In gathering the necessary information and lining up my documents I had a few questions regarding the new Medical Review Officer’s needs and how much time it might add to the ordeal.
The way I read the new NVIC regarding the number of conditions considered and the new review criteria gave me grave concerns that the process was headed south in the worst way. Every renewal request is required to be taken under review by a medical review officer, and then sent along its way in the process. My concern was delays may end up being even more ridiculous, I mean, have you read the thing?

I was initially reluctant to get into it with some drone in the center but it turns out I was pleasantly greeted and all my questions accommodated with clear and straightforward answers. Fancy that!
Here’s what I found out.
(I’ve included this link to the newest flier published by the USCG in regard to the new review system.)
In a nutshell, nothing has changed, except for a few key bits of advice.
When you submit your documents for renewal the form CG-719k needs to be supplied and current. I was informed that if you are healthy and taking no prescription medications, you should fly through the medical review on the first round provided all the T’s are crossed and I’s are dotted. Make sure the form is properly filled out and signed. Specific reference was made regarding the color sense test. The boxes indicating the Ishihara plate edition or whatever plates used should be checked on the form.
If you’re on ANY prescription medications you’ll need to be honest about them and list all of them. The little bit of advice I received regarded background data, you should provide an addendum to the form from your prescribing physician (preferably on his stationary).
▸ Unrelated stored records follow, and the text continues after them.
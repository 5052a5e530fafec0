use axum::{
    routing::{get, post},
    Router,
};

use crate::handlers;

/// All application routes
pub fn configure_routes() -> Router {
    Router::new()
        .route("/health", get(|| async { "ok" }))
        // ========================================
        // PAGE: layout, binding table, updates
        // ========================================
        .route(
            "/api/page/layout",
            get(handlers::d400_dock_demo::page_layout),
        )
        .route(
            "/api/page/dependencies",
            get(handlers::d400_dock_demo::dependencies),
        )
        .route("/api/page/update", post(handlers::d400_dock_demo::update))
        // ========================================
        // DOCK: read-only model inspection
        // ========================================
        .route("/api/dock/model", get(handlers::d400_dock_demo::dock_model))
        .route("/api/dock/stats", get(handlers::d400_dock_demo::dock_stats))
}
The addendum should state the condition being treated and that it’s under control and include your physician’s contact information. As long as the condition is not one of the big 5 you should breeze through more quickly than if a request for clarifying info is necessary.

The top 5 reasons for denial include:
1. Implantable cardiac defibrillators; cardiomyopathy.
2. Medications: chronic use of narcotics/
3. Uncontrolled diabetes.
4. Mental health: psychotic disorders; uncontrolled
Bipolar disorder.
5. Uncontrolled sleep disorders.

But the main thing here is that since the new system is all we’ve got, you’ve got no options but to try and make it as easy on the M.R.O. as possible.
From all I could discern during my conversation with the center I can say that you’ll be flagged for further review without the addendum if you take a prescription medication.
The likelihood you’ll be denied is remote unless you fall under the category of one of the 5 big ones. As in 1 tenth of one percent.

So go forth and renew, but be aware that the new regimen is centralized and likely to add a bit of time to the process. By adding another set of eyes to the many that must review your renewal package its logical to expect things to take a little more time.

I’ll keep everyone up to date on how it goes.